# Exercise
Every line of the material is to be set down exactly as written.
:: Provided records ::
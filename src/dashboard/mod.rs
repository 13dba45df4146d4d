//! Dashboard composition: turns caller input into a render descriptor.

pub mod cards;

use serde::{Deserialize, Serialize};
use tracing::debug;

use crate::analysis::{OverlayMarker, PartialStats, SeriesCorrelator, Stats, StatsAggregator};
use crate::anomaly::Anomaly;
use crate::series::{self, BaselinePoint, ChartPoint, Tooltip};
use crate::wire;

pub use self::cards::{CardKind, SummaryCard};

pub const DEFAULT_TITLE: &str = "Anomaly Visualization";
pub const DEFAULT_CHART_HEIGHT: u32 = 400;

/// Chart options supplied by the caller.
#[derive(Debug, Clone, Copy, Default, PartialEq, Serialize, Deserialize)]
pub struct ChartOptions {
    #[serde(default, deserialize_with = "wire::opt_u32")]
    pub height: Option<u32>,
}

/// Everything a caller can hand to the composer. All fields are optional,
/// and a field of the wrong shape reads as absent.
#[derive(Debug, Clone, Default, PartialEq, Serialize, Deserialize)]
pub struct DashboardInput {
    #[serde(
        rename = "chartData",
        alias = "chart_data",
        default,
        deserialize_with = "wire::records"
    )]
    pub chart_data: Vec<ChartPoint>,
    #[serde(default, deserialize_with = "wire::records")]
    pub anomalies: Vec<Anomaly>,
    #[serde(default, deserialize_with = "wire::opt_record")]
    pub stats: Option<PartialStats>,
    #[serde(default, deserialize_with = "wire::opt_text")]
    pub title: Option<String>,
    #[serde(
        rename = "chartConfig",
        alias = "chart_config",
        default,
        deserialize_with = "wire::opt_record"
    )]
    pub chart_config: Option<ChartOptions>,
}

/// Resolved chart sizing.
#[derive(Debug, Clone, Copy, PartialEq, Serialize)]
pub struct ChartLayout {
    pub height: u32,
}

/// Render-ready layout consumed by the charting layer.
#[derive(Debug, Clone, PartialEq, Serialize)]
pub struct RenderDescriptor {
    pub title: String,
    pub chart: ChartLayout,
    pub series: Vec<ChartPoint>,
    pub baseline: Vec<BaselinePoint>,
    pub markers: Vec<OverlayMarker>,
    pub cards: Vec<SummaryCard>,
    pub stats: Stats,
    pub axis_labels: Vec<String>,
    pub tooltips: Vec<Tooltip>,
}

/// Builds render descriptors. Holds only the fallback title and height.
#[derive(Debug, Clone, PartialEq)]
pub struct Composer {
    default_title: String,
    default_height: u32,
}

impl Default for Composer {
    fn default() -> Self {
        Self {
            default_title: DEFAULT_TITLE.to_string(),
            default_height: DEFAULT_CHART_HEIGHT,
        }
    }
}

impl Composer {
    pub fn new(default_title: impl Into<String>, default_height: u32) -> Self {
        Self {
            default_title: default_title.into(),
            default_height,
        }
    }

    pub fn default_title(&self) -> &str {
        &self.default_title
    }

    pub fn default_height(&self) -> u32 {
        self.default_height
    }

    /// Resolve summary statistics only.
    pub fn stats(&self, input: &DashboardInput) -> Stats {
        StatsAggregator::compute_stats(&input.anomalies, input.stats.as_ref())
    }

    /// Compose a descriptor. Never fails; missing pieces fall back to
    /// defaults and empty input yields an empty chart with zeroed cards.
    pub fn compose(&self, input: &DashboardInput) -> RenderDescriptor {
        let title = input
            .title
            .clone()
            .unwrap_or_else(|| self.default_title.clone());
        let stats = self.stats(input);
        let markers = SeriesCorrelator::place_overlays(&input.chart_data, &input.anomalies);
        let height = input
            .chart_config
            .and_then(|c| c.height)
            .unwrap_or(self.default_height);

        debug!(
            points = input.chart_data.len(),
            anomalies = input.anomalies.len(),
            markers = markers.len(),
            total = stats.total,
            "composed dashboard"
        );

        RenderDescriptor {
            title,
            chart: ChartLayout { height },
            series: input.chart_data.clone(),
            baseline: series::baseline_series(&input.chart_data),
            markers,
            cards: SummaryCard::from_stats(&stats),
            stats,
            axis_labels: series::axis_labels(&input.chart_data),
            tooltips: series::tooltips(&input.chart_data),
        }
    }
}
:::
# Reply to the exercise
filename src/dashboard/mod.rs
repository 13dba45df4146d4d
//! Dashboard composition: turns caller input into a render descriptor.

pub mod cards;

use serde::{Deserialize, Serialize};
use tracing::debug;

use crate::analysis::{OverlayMarker, PartialStats, SeriesCorrelator, Stats, StatsAggregator};
use crate::anomaly::Anomaly;
use crate::series::{self, BaselinePoint, ChartPoint, Tooltip};
use crate::wire;

pub use self::cards::{CardKind, SummaryCard};

pub const DEFAULT_TITLE: &str = "Anomaly Visualization";
pub const DEFAULT_CHART_HEIGHT: u32 = 400;

/// Chart options supplied by the caller.
#[derive(Debug, Clone, Copy, Default, PartialEq, Serialize, Deserialize)]
pub struct ChartOptions {
    #[serde(default, deserialize_with = "wire::opt_u32")]
    pub height: Option<u32>,
}

/// Everything a caller can hand to the composer. All fields are optional,
/// and a field of the wrong shape reads as absent.
#[derive(Debug, Clone, Default, PartialEq, Serialize, Deserialize)]
pub struct DashboardInput {
    #[serde(
        rename = "chartData",
        alias = "chart_data",
        default,
        deserialize_with = "wire::records"
    )]
    pub chart_data: Vec<ChartPoint>,
    #[serde(default, deserialize_with = "wire::records")]
    pub anomalies: Vec<Anomaly>,
    #[serde(default, deserialize_with = "wire::opt_record")]
    pub stats: Option<PartialStats>,
    #[serde(default, deserialize_with = "wire::opt_text")]
    pub title: Option<String>,
    #[serde(
        rename = "chartConfig",
        alias = "chart_config",
        default,
        deserialize_with = "wire::opt_record"
    )]
    pub chart_config: Option<ChartOptions>,
}

/// Resolved chart sizing.
#[derive(Debug, Clone, Copy, PartialEq, Serialize)]
pub struct ChartLayout {
    pub height: u32,
}

/// Render-ready layout consumed by the charting layer.
#[derive(Debug, Clone, PartialEq, Serialize)]
pub struct RenderDescriptor {
    pub title: String,
    pub chart: ChartLayout,
    pub series: Vec<ChartPoint>,
    pub baseline: Vec<BaselinePoint>,
    pub markers: Vec<OverlayMarker>,
    pub cards: Vec<SummaryCard>,
    pub stats: Stats,
    pub axis_labels: Vec<String>,
    pub tooltips: Vec<Tooltip>,
}

/// Builds render descriptors. Holds only the fallback title and height.
#[derive(Debug, Clone, PartialEq)]
pub struct Composer {
    default_title: String,
    default_height: u32,
}

impl Default for Composer {
    fn default() -> Self {
        Self {
            default_title: DEFAULT_TITLE.to_string(),
            default_height: DEFAULT_CHART_HEIGHT,
        }
    }
}

impl Composer {
    pub fn new(default_title: impl Into<String>, default_height: u32) -> Self {
        Self {
            default_title: default_title.into(),
            default_height,
        }
    }

    pub fn default_title(&self) -> &str {
        &self.default_title
    }

    pub fn default_height(&self) -> u32 {
        self.default_height
    }

    /// Resolve summary statistics only.
    pub fn stats(&self, input: &DashboardInput) -> Stats {
        StatsAggregator::compute_stats(&input.anomalies, input.stats.as_ref())
    }

    /// Compose a descriptor. Never fails; missing pieces fall back to
    /// defaults and empty input yields an empty chart with zeroed cards.
    pub fn compose(&self, input: &DashboardInput) -> RenderDescriptor {
        let title = input
            .title
            .clone()
            .unwrap_or_else(|| self.default_title.clone());
        let stats = self.stats(input);
        let markers = SeriesCorrelator::place_overlays(&input.chart_data, &input.anomalies);
        let height = input
            .chart_config
            .and_then(|c| c.height)
            .unwrap_or(self.default_height);

        debug!(
            points = input.chart_data.len(),
            anomalies = input.anomalies.len(),
            markers = markers.len(),
            total = stats.total,
            "composed dashboard"
        );

        RenderDescriptor {
            title,
            chart: ChartLayout { height },
            series: input.chart_data.clone(),
            baseline: series::baseline_series(&input.chart_data),
            markers,
            cards: SummaryCard::from_stats(&stats),
            stats,
            axis_labels: series::axis_labels(&input.chart_data),
            tooltips: series::tooltips(&input.chart_data),
        }
    }
}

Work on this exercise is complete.